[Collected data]
Start of Block
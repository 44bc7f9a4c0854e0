//! Capture view
//!
//! Composes the media session, recorder, upload pipeline, real-time channel
//! and map overlay for the lifetime of one view.

mod actions;
mod builder;
mod lifecycle;
#[allow(clippy::module_inception)]
mod view;

pub use builder::CaptureViewBuilder;
pub use view::{CaptureView, ViewState};
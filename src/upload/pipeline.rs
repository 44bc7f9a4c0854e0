use super::history::{ProcessedVideoRecord, ProcessingHistory};
use super::job::{JobBoard, JobId, UploadJob};
use super::progress::{ProgressSubscription, TransferTick};
use super::transport::{UploadRequest, UploadTransport};
use crate::artifact::MediaArtifact;
use crate::error::{Result, UploadError};
use crate::events::{ClipcastEvent, EventBus};
use std::sync::Arc;
use tokio::sync::mpsc;
use tracing::{debug, error, info};

/// Outcome of a successful submit
#[derive(Debug, Clone)]
pub struct CompletedUpload {
    pub job: UploadJob,
    pub record: ProcessedVideoRecord,
}

/// Sends artifacts to the processing service and tracks each as a job
pub struct UploadPipeline {
    transport: Arc<dyn UploadTransport>,
    board: JobBoard,
    history: ProcessingHistory,
    event_bus: Arc<EventBus>,
}

impl UploadPipeline {
    pub fn new(
        transport: Arc<dyn UploadTransport>,
        board: JobBoard,
        history: ProcessingHistory,
        event_bus: Arc<EventBus>,
    ) -> Self {
        Self {
            transport,
            board,
            history,
            event_bus,
        }
    }

    /// Upload an artifact as a new job.
    ///
    /// Every transfer tick is published as `UploadProgress`. On failure the
    /// job keeps its last progress value and history is untouched; a retry is
    /// a new submit.
    pub async fn submit(&self, artifact: Option<MediaArtifact>) -> Result<CompletedUpload> {
        self.submit_reporting(artifact, |_| {}).await
    }

    /// Like [`submit`](Self::submit), also handing every tick's percent to
    /// `on_progress` in order. Unlike bus subscribers, the callback never lags.
    pub async fn submit_reporting<F>(
        &self,
        artifact: Option<MediaArtifact>,
        mut on_progress: F,
    ) -> Result<CompletedUpload>
    where
        F: FnMut(u8) + Send,
    {
        let artifact = artifact.ok_or(UploadError::NoArtifact)?;

        let job = self
            .board
            .register(artifact.file_name(), artifact.len() as u64);
        self.event_bus.publish(ClipcastEvent::JobCreated {
            job_id: job.id.to_string(),
            file_name: job.file_name.clone(),
        });
        info!(
            "Job {} submitted via {} transport: {} ({} bytes)",
            job.id,
            self.transport.name(),
            job.file_name,
            job.total_bytes
        );

        let (tick_tx, mut tick_rx) = mpsc::unbounded_channel();
        let request = UploadRequest {
            job_id: job.id.clone(),
            artifact: artifact.clone(),
        };

        let transfer = self.transport.transmit(request, tick_tx);
        tokio::pin!(transfer);

        let outcome = loop {
            tokio::select! {
                biased;
                Some(tick) = tick_rx.recv() => {
                    if let Some(percent) = self.apply_tick(&job.id, tick) {
                        on_progress(percent);
                    }
                }
                outcome = &mut transfer => break outcome,
            }
        };

        // Ticks queued just before completion still count
        while let Ok(tick) = tick_rx.try_recv() {
            if let Some(percent) = self.apply_tick(&job.id, tick) {
                on_progress(percent);
            }
        }

        match outcome {
            Ok(receipt) => {
                if let Some(service_id) = &receipt.service_job_id {
                    if service_id != job.id.as_str() {
                        debug!("Service tracks job {} as {}", job.id, service_id);
                    }
                }

                let job = self
                    .board
                    .mark_uploaded(&job.id, &receipt.result_reference)
                    .unwrap_or(job);
                let record = self.history.append(
                    job.id.clone(),
                    &receipt.result_reference,
                    artifact.file_name(),
                );
                self.event_bus.publish(ClipcastEvent::UploadCompleted {
                    job_id: job.id.to_string(),
                    result_reference: receipt.result_reference,
                });

                Ok(CompletedUpload { job, record })
            }
            Err(e) => {
                let reason = match &e {
                    UploadError::UploadFailed { reason, .. } => reason.clone(),
                    other => other.to_string(),
                };
                self.board.mark_failed(&job.id);
                error!("Job {} failed: {}", job.id, reason);
                self.event_bus.publish(ClipcastEvent::UploadFailed {
                    job_id: job.id.to_string(),
                    reason: reason.clone(),
                });

                Err(UploadError::UploadFailed {
                    job_id: job.id.to_string(),
                    reason,
                }
                .into())
            }
        }
    }

    fn apply_tick(&self, job_id: &JobId, tick: TransferTick) -> Option<u8> {
        let stored = self.board.record_upload_progress(job_id, tick.percent())?;
        debug!(
            "Job {} sent {}/{} bytes ({}%)",
            job_id, tick.bytes_sent, tick.total_bytes, stored
        );
        self.event_bus.publish(ClipcastEvent::UploadProgress {
            job_id: job_id.to_string(),
            percent: stored,
        });
        Some(stored)
    }

    /// Subscribe to a job's combined upload and processing progress
    pub fn subscribe(&self, job_id: &JobId) -> Option<ProgressSubscription> {
        self.board
            .watch(job_id)
            .map(|receiver| ProgressSubscription::new(job_id.clone(), receiver))
    }

    pub fn board(&self) -> &JobBoard {
        &self.board
    }

    pub fn history(&self) -> &ProcessingHistory {
        &self.history
    }
}
use super::builder::CaptureViewBuilder;
use crate::artifact::MediaArtifact;
use crate::channel::RealtimeProgressChannel;
use crate::config::ClipcastConfig;
use crate::error::Result;
use crate::events::EventBus;
use crate::export::FileExporter;
use crate::overlay::MapOverlay;
use crate::recording::RecordingController;
use crate::upload::UploadPipeline;
use std::sync::Arc;

/// Whether the view currently holds its long-lived resources
#[derive(Debug, Clone, Copy, PartialEq, Eq)]
pub enum ViewState {
    Closed,
    Open,
}

/// One capture/upload view: recorder, upload pipeline, real-time channel and
/// map overlay sharing a job board and an event bus for the view's lifetime.
pub struct CaptureView {
    pub(super) config: ClipcastConfig,
    pub(super) event_bus: Arc<EventBus>,
    pub(super) recorder: RecordingController,
    pub(super) pipeline: UploadPipeline,
    pub(super) channel: RealtimeProgressChannel,
    pub(super) overlay: Arc<MapOverlay>,
    pub(super) exporter: Arc<dyn FileExporter>,

    /// Last finished recording, offered by the save affordance
    pub(super) recorded: Option<MediaArtifact>,
    /// Candidate for the next upload, recorded or picked from disk
    pub(super) selected: Option<MediaArtifact>,
    pub(super) state: ViewState,
}

impl CaptureView {
    pub fn builder() -> CaptureViewBuilder {
        CaptureViewBuilder::new()
    }

    /// View with every collaborator created from `config`
    pub fn from_config(config: ClipcastConfig) -> Result<Self> {
        CaptureViewBuilder::new().with_config(config).build()
    }

    pub fn config(&self) -> &ClipcastConfig {
        &self.config
    }

    pub fn event_bus(&self) -> Arc<EventBus> {
        Arc::clone(&self.event_bus)
    }

    pub fn recorder(&self) -> &RecordingController {
        &self.recorder
    }

    pub fn pipeline(&self) -> &UploadPipeline {
        &self.pipeline
    }

    pub fn overlay(&self) -> &MapOverlay {
        &self.overlay
    }

    pub fn recorded_artifact(&self) -> Option<&MediaArtifact> {
        self.recorded.as_ref()
    }

    pub fn selected_artifact(&self) -> Option<&MediaArtifact> {
        self.selected.as_ref()
    }

    pub fn state(&self) -> ViewState {
        self.state
    }

    pub fn is_channel_connected(&self) -> bool {
        self.channel.is_connected()
    }
}

impl Drop for CaptureView {
    fn drop(&mut self) {
        self.close();
    }
}
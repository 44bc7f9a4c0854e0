mod mock;
mod provider;
mod session;
mod synthetic;
#[cfg(all(feature = "camera", target_os = "linux"))]
mod gst;
#[cfg(test)]
mod tests;

pub use mock::{ScriptedCaptureProvider, ScriptedStreamHandle};
pub use provider::{
    CaptureStream, ChunkFeed, FacingMode, MediaCaptureProvider, MediaChunk, NullPreview,
    PreviewSink, StreamRequest,
};
pub use session::{CaptureSession, MediaSessionManager};
pub use synthetic::SyntheticCaptureProvider;
#[cfg(all(feature = "camera", target_os = "linux"))]
pub use gst::GstCaptureProvider;
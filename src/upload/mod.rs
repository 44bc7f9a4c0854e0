//! Upload pipeline
//!
//! Sends a finalized artifact to the processing service as a job, tracks the
//! transfer progress of that job and keeps the history of processed videos.
//! The [`JobBoard`] is shared with the real-time channel, which fills in the
//! processing side of the same jobs.

mod history;
mod job;
mod mock;
mod pipeline;
mod progress;
mod transport;

pub use history::{ProcessedVideoRecord, ProcessingHistory};
pub use job::{JobBoard, JobId, JobProgress, JobStatus, UploadJob};
pub use mock::ScriptedTransport;
pub use pipeline::{CompletedUpload, UploadPipeline};
pub use progress::{progress_percent, ProgressSubscription, TransferTick};
pub use transport::{HttpUploadTransport, UploadReceipt, UploadRequest, UploadTransport, JOB_HEADER};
End of Block
Every line above from the line with "pub struct CompletedUpload" to the line with "tick's percent to" is wanted, ends included; write them out exactly and add no other line.

pub struct CompletedUpload {
    pub job: UploadJob,
    pub record: ProcessedVideoRecord,
}

/// Sends artifacts to the processing service and tracks each as a job
pub struct UploadPipeline {
    transport: Arc<dyn UploadTransport>,
    board: JobBoard,
    history: ProcessingHistory,
    event_bus: Arc<EventBus>,
}

impl UploadPipeline {
    pub fn new(
        transport: Arc<dyn UploadTransport>,
        board: JobBoard,
        history: ProcessingHistory,
        event_bus: Arc<EventBus>,
    ) -> Self {
        Self {
            transport,
            board,
            history,
            event_bus,
        }
    }

    /// Upload an artifact as a new job.
    ///
    /// Every transfer tick is published as `UploadProgress`. On failure the
    /// job keeps its last progress value and history is untouched; a retry is
    /// a new submit.
    pub async fn submit(&self, artifact: Option<MediaArtifact>) -> Result<CompletedUpload> {
        self.submit_reporting(artifact, |_| {}).await
    }

    /// Like [`submit`](Self::submit), also handing every tick's percent to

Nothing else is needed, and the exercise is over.